Task objective: Pick out all lines of the entries that include the word "value" and copy them.

Entries shown:
---*---
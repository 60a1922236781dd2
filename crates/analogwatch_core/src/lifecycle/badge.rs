//! Badge-change routing.
//!
//! Maps the application id carried by a badge notification to the icon whose
//! counter it drives.

use crate::config::ConfigError;
use crate::launch::{APP_ID_CALL, APP_ID_MESSAGES};
use crate::model::badge::IconId;
use serde::{Deserialize, Serialize};
use std::str::FromStr;

/// Comparison between an incoming app id and a companion app id.
#[derive(Debug, Clone, Copy, PartialEq, Eq, Default, Serialize, Deserialize)]
#[serde(rename_all = "snake_case")]
pub enum AppIdMatch {
    /// Full string equality.
    #[default]
    Exact,
    /// The incoming id only has to be a prefix of the companion id, so
    /// `com.samsung` (and the empty string) match the call app.
    Prefix,
}

impl AppIdMatch {
    pub fn matches(self, incoming: &str, target: &str) -> bool {
        match self {
            Self::Exact => incoming == target,
            Self::Prefix => target.starts_with(incoming),
        }
    }
}

impl FromStr for AppIdMatch {
    type Err = ConfigError;

    fn from_str(value: &str) -> Result<Self, Self::Err> {
        match value.trim().to_ascii_lowercase().as_str() {
            "exact" => Ok(Self::Exact),
            "prefix" => Ok(Self::Prefix),
            _ => Err(ConfigError::InvalidBadgeMatch(value.to_string())),
        }
    }
}

/// Icon driven by badges of `source_app_id`; call app wins over messages.
pub fn route_badge(source_app_id: &str, mode: AppIdMatch) -> Option<IconId> {
    if mode.matches(source_app_id, APP_ID_CALL) {
        Some(IconId::MissedCalls)
    } else if mode.matches(source_app_id, APP_ID_MESSAGES) {
        Some(IconId::UnreadMessages)
    } else {
        None
    }
}

#[cfg(test)]
mod tests {
    use super::{route_badge, AppIdMatch};
    use crate::model::badge::IconId;

    #[test]
    fn exact_mode_requires_full_app_id() {
        assert_eq!(
            route_badge("com.samsung.call", AppIdMatch::Exact),
            Some(IconId::MissedCalls)
        );
        assert_eq!(
            route_badge("com.samsung.message", AppIdMatch::Exact),
            Some(IconId::UnreadMessages)
        );
        assert_eq!(route_badge("com.samsung", AppIdMatch::Exact), None);
        assert_eq!(route_badge("com.samsung.call.extra", AppIdMatch::Exact), None);
    }

    #[test]
    fn prefix_mode_accepts_truncated_ids() {
        assert_eq!(
            route_badge("com.samsung", AppIdMatch::Prefix),
            Some(IconId::MissedCalls)
        );
        assert_eq!(
            route_badge("com.samsung.mess", AppIdMatch::Prefix),
            Some(IconId::UnreadMessages)
        );
        assert_eq!(route_badge("", AppIdMatch::Prefix), Some(IconId::MissedCalls));
        assert_eq!(route_badge("com.samsung.callx", AppIdMatch::Prefix), None);
    }

    #[test]
    fn parses_mode_names() {
        assert_eq!(" Prefix ".parse::<AppIdMatch>().unwrap(), AppIdMatch::Prefix);
        assert!("regex".parse::<AppIdMatch>().is_err());
    }
}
---*---
Output:
    fn from_str(value: &str) -> Result<Self, Self::Err> {
        match value.trim().to_ascii_lowercase().as_str() {
            _ => Err(ConfigError::InvalidBadgeMatch(value.to_string())),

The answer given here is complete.